A robotic caterpillar has been designed which can crawl across the surface of the heart to deliver treatment.
The robot is just a few centimetres long
New Scientist reports a prototype of the HeartLander device, created by US researchers, has been tested on pigs.
The tiny robot, just a few centimetres long, can move at up to 18 centimetres per minute, controlled by "push and pull" wires from outside the body.
The British Heart Foundation said the "caterpillar" could one day be useful, but much more research was needed.
The HeartLander has been designed by scientists at Carnegie Mellon University's Robotics Institute in Pittsburgh, Pennsylvania.
The study on pigs found it could fit pacemaker leads and inject dye into the animals' hearts.
It uses two sucker-like feet with which it can crawl across the heart.

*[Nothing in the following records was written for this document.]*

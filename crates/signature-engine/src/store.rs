//! Authoritative collection of placed signature annotations for one document

use chrono::{DateTime, Utc};
use serde::{Deserialize, Serialize};
use std::collections::{BTreeMap, HashSet};
use tracing::{debug, warn};
use uuid::Uuid;

use crate::capture::{SignatureImage, SignatureSource};
use crate::error::{Result, SigningError};
use crate::geometry::Geometry;

/// A signature image positioned on one page
#[derive(Debug, Clone, PartialEq)]
pub struct PlacedAnnotation {
    pub id: String,
    pub document_id: String,
    /// 1-based
    pub page: u32,
    pub geometry: Geometry,
    pub image: SignatureImage,
}

/// Ordered annotations of one document; the unit of persistence
#[derive(Debug, Clone, Default, PartialEq)]
pub struct AnnotationSnapshot {
    pub document_id: String,
    pub annotations: Vec<PlacedAnnotation>,
}

/// Stored form of one annotation; the image travels as a data URL
#[derive(Debug, Clone, PartialEq, Serialize, Deserialize)]
#[serde(rename_all = "camelCase")]
pub struct PersistedAnnotation {
    pub id: String,
    pub page: u32,
    pub x: f64,
    pub y: f64,
    pub width: f64,
    pub height: f64,
    pub image_ref: String,
    #[serde(default, skip_serializing_if = "Option::is_none")]
    pub image_source: Option<SignatureSource>,
    #[serde(default, skip_serializing_if = "Option::is_none")]
    pub image_created_at: Option<DateTime<Utc>>,
}

/// `{ documentId: [annotation, ...] }`
pub type PersistedRecord = BTreeMap<String, Vec<PersistedAnnotation>>;

impl AnnotationSnapshot {
    pub fn is_empty(&self) -> bool {
        self.annotations.is_empty()
    }

    pub fn len(&self) -> usize {
        self.annotations.len()
    }

    pub fn to_record(&self) -> PersistedRecord {
        let entries = self
            .annotations
            .iter()
            .map(|a| PersistedAnnotation {
                id: a.id.clone(),
                page: a.page,
                x: a.geometry.x,
                y: a.geometry.y,
                width: a.geometry.width,
                height: a.geometry.height,
                image_ref: a.image.data_url(),
                image_source: Some(a.image.source().clone()),
                image_created_at: Some(a.image.created_at()),
            })
            .collect();
        BTreeMap::from([(self.document_id.clone(), entries)])
    }

    /// Rebuild the snapshot for `document_id` from a stored record.
    ///
    /// A record without an entry for the document yields an empty snapshot;
    /// an entry whose image cannot be decoded fails the whole record.
    pub fn from_record(document_id: &str, record: &PersistedRecord) -> Result<Self> {
        let annotations = record
            .get(document_id)
            .map(|entries| {
                entries
                    .iter()
                    .map(|entry| -> Result<PlacedAnnotation> {
                        let image = SignatureImage::from_data_url(
                            &entry.image_ref,
                            entry.image_source.clone(),
                            entry.image_created_at,
                        )?;
                        Ok(PlacedAnnotation {
                            id: entry.id.clone(),
                            document_id: document_id.to_string(),
                            page: entry.page,
                            geometry: Geometry::new(entry.x, entry.y, entry.width, entry.height),
                            image,
                        })
                    })
                    .collect::<Result<Vec<_>>>()
            })
            .transpose()?
            .unwrap_or_default();

        Ok(Self {
            document_id: document_id.to_string(),
            annotations,
        })
    }

    pub fn to_json(&self) -> Result<String> {
        Ok(serde_json::to_string(&self.to_record())?)
    }

    pub fn from_json(document_id: &str, json: &str) -> Result<Self> {
        let record: PersistedRecord = serde_json::from_str(json)?;
        Self::from_record(document_id, &record)
    }
}

/// Placed annotations of one document, in placement order
#[derive(Debug, Clone)]
pub struct AnnotationStore {
    document_id: String,
    annotations: Vec<PlacedAnnotation>,
}

impl AnnotationStore {
    pub fn new(document_id: impl Into<String>) -> Self {
        Self {
            document_id: document_id.into(),
            annotations: Vec::new(),
        }
    }

    pub fn document_id(&self) -> &str {
        &self.document_id
    }

    /// Place a new annotation and return its id
    pub fn place(&mut self, image: SignatureImage, page: u32, geometry: Geometry) -> Result<String> {
        if page == 0 {
            return Err(SigningError::validation("page", "pages are numbered from 1"));
        }
        if !geometry.is_valid() {
            return Err(SigningError::validation(
                "geometry",
                "width and height must be positive",
            ));
        }

        let id = Uuid::new_v4().to_string();
        self.annotations.push(PlacedAnnotation {
            id: id.clone(),
            document_id: self.document_id.clone(),
            page,
            geometry,
            image,
        });
        debug!(id = %id, page, "placed annotation");
        Ok(id)
    }

    /// Replace the geometry of an annotation.
    ///
    /// Returns `false` when the id is unknown or the geometry is degenerate.
    pub fn update_geometry(&mut self, id: &str, geometry: Geometry) -> bool {
        if !geometry.is_valid() {
            return false;
        }
        match self.annotations.iter_mut().find(|a| a.id == id) {
            Some(annotation) => {
                annotation.geometry = geometry;
                true
            }
            None => false,
        }
    }

    pub fn remove(&mut self, id: &str) -> bool {
        let before = self.annotations.len();
        self.annotations.retain(|a| a.id != id);
        self.annotations.len() != before
    }

    pub fn get(&self, id: &str) -> Option<&PlacedAnnotation> {
        self.annotations.iter().find(|a| a.id == id)
    }

    pub fn annotations(&self) -> &[PlacedAnnotation] {
        &self.annotations
    }

    pub fn on_page(&self, page: u32) -> Vec<&PlacedAnnotation> {
        self.annotations.iter().filter(|a| a.page == page).collect()
    }

    pub fn ids(&self) -> Vec<&str> {
        self.annotations.iter().map(|a| a.id.as_str()).collect()
    }

    pub fn len(&self) -> usize {
        self.annotations.len()
    }

    pub fn is_empty(&self) -> bool {
        self.annotations.is_empty()
    }

    pub fn clear(&mut self) {
        self.annotations.clear();
    }

    pub fn snapshot(&self) -> AnnotationSnapshot {
        AnnotationSnapshot {
            document_id: self.document_id.clone(),
            annotations: self.annotations.clone(),
        }
    }

    /// Replace the contents with `snapshot`, keeping the first entry for a
    /// repeated id and dropping entries that break the page/size invariants.
    /// Returns the number of annotations restored.
    pub fn restore(&mut self, snapshot: AnnotationSnapshot) -> Result<usize> {
        if snapshot.document_id != self.document_id {
            return Err(SigningError::validation(
                "document",
                format!(
                    "snapshot belongs to {}, not {}",
                    snapshot.document_id, self.document_id
                ),
            ));
        }

        let mut seen = HashSet::new();
        let mut restored = Vec::with_capacity(snapshot.annotations.len());
        for annotation in snapshot.annotations {
            if !seen.insert(annotation.id.clone()) {
                warn!(id = %annotation.id, "Dropping duplicate annotation id");
                continue;
            }
            if annotation.page == 0 || !annotation.geometry.is_valid() {
                warn!(id = %annotation.id, "Dropping annotation with invalid placement");
                continue;
            }
            restored.push(PlacedAnnotation {
                document_id: self.document_id.clone(),
                ..annotation
            });
        }

        self.annotations = restored;
        Ok(self.annotations.len())
    }
}


#[cfg(test)]
mod proptests {
    use super::*;
    use crate::capture::SignatureCapture;
    use proptest::prelude::*;

    #[derive(Debug, Clone)]
    enum Op {
        Place(u32),
        Remove(usize),
        Move(usize, f64, f64),
    }

    fn op() -> impl Strategy<Value = Op> {
        prop_oneof![
            (1u32..5).prop_map(Op::Place),
            (0usize..10).prop_map(Op::Remove),
            (0usize..10, 0.0f64..500.0, 0.0f64..500.0).prop_map(|(i, x, y)| Op::Move(i, x, y)),
        ]
    }

    proptest! {
        /// Property: membership equals places minus removes, in placement order
        #[test]
        fn prop_membership_tracks_place_and_remove(ops in prop::collection::vec(op(), 0..40)) {
            let image = SignatureCapture::default()
                .capture_uploaded(b"\x89PNG\r\n\x1a\n".to_vec(), "image/png")
                .unwrap();
            let mut store = AnnotationStore::new("doc");
            let mut expected: Vec<String> = Vec::new();
            let mut issued: Vec<String> = Vec::new();

            for op in ops {
                match op {
                    Op::Place(page) => {
                        let id = store
                            .place(image.clone(), page, Geometry::new(100.0, 100.0, 200.0, 75.0))
                            .unwrap();
                        expected.push(id.clone());
                        issued.push(id);
                    }
                    Op::Remove(i) => {
                        if let Some(id) = issued.get(i) {
                            let was_present = expected.contains(id);
                            prop_assert_eq!(store.remove(id), was_present);
                            expected.retain(|e| e != id);
                        }
                    }
                    Op::Move(i, x, y) => {
                        if let Some(id) = issued.get(i) {
                            store.update_geometry(id, Geometry::new(x, y, 200.0, 75.0));
                        }
                    }
                }
                let ids: Vec<String> = store.ids().into_iter().map(String::from).collect();
                prop_assert_eq!(&ids, &expected);
            }
        }
    }
}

It is inserted below the ribcage by keyhole surgery and is attached to the heart via a vacuum line to the suckers.
Treating damaged tissue
Dr Cameron Riviere, who led the research, says its use could allow procedures to be carried out without having to stop the heart, reducing the risk of illness linked to heart bypass procedures.
He added that not having to stop the heart, and being able to implant the device directly onto the heart rather than having to go past the lungs could benefit patients in other ways.
"It could mean a patient did not need general anaesthetic, and may be able to go home the same day."
The team also hope it will be possible to add a radio-frequency probe to the robot to treat faulty heart rhythms by killing damaged tissue.
Adding a camera to the device, rather than relying on the magnetic tracker on the skin which is currently being used, would help surgeons see specifically where the robot was on the heart's surface.
The HeartLander could be available for surgical use within three to four years, Dr Riviere said.
Professor Peter Weissberg, medical director of the British Heart Foundation said: "Whilst this is interesting, it remains to be seen whether it can deliver useful treatments for heart patients.
"This could theoretically be a vehicle for delivering cell therapies to damaged areas of the heart, so could ultimately be a useful tool, but at the moment we still don't know if such therapies work.
"A lot more research is needed to determine whether something delivered to the outside surface of the heart can modify activity on the inside - so this is interesting, but currently a long way from practical use in heart therapy."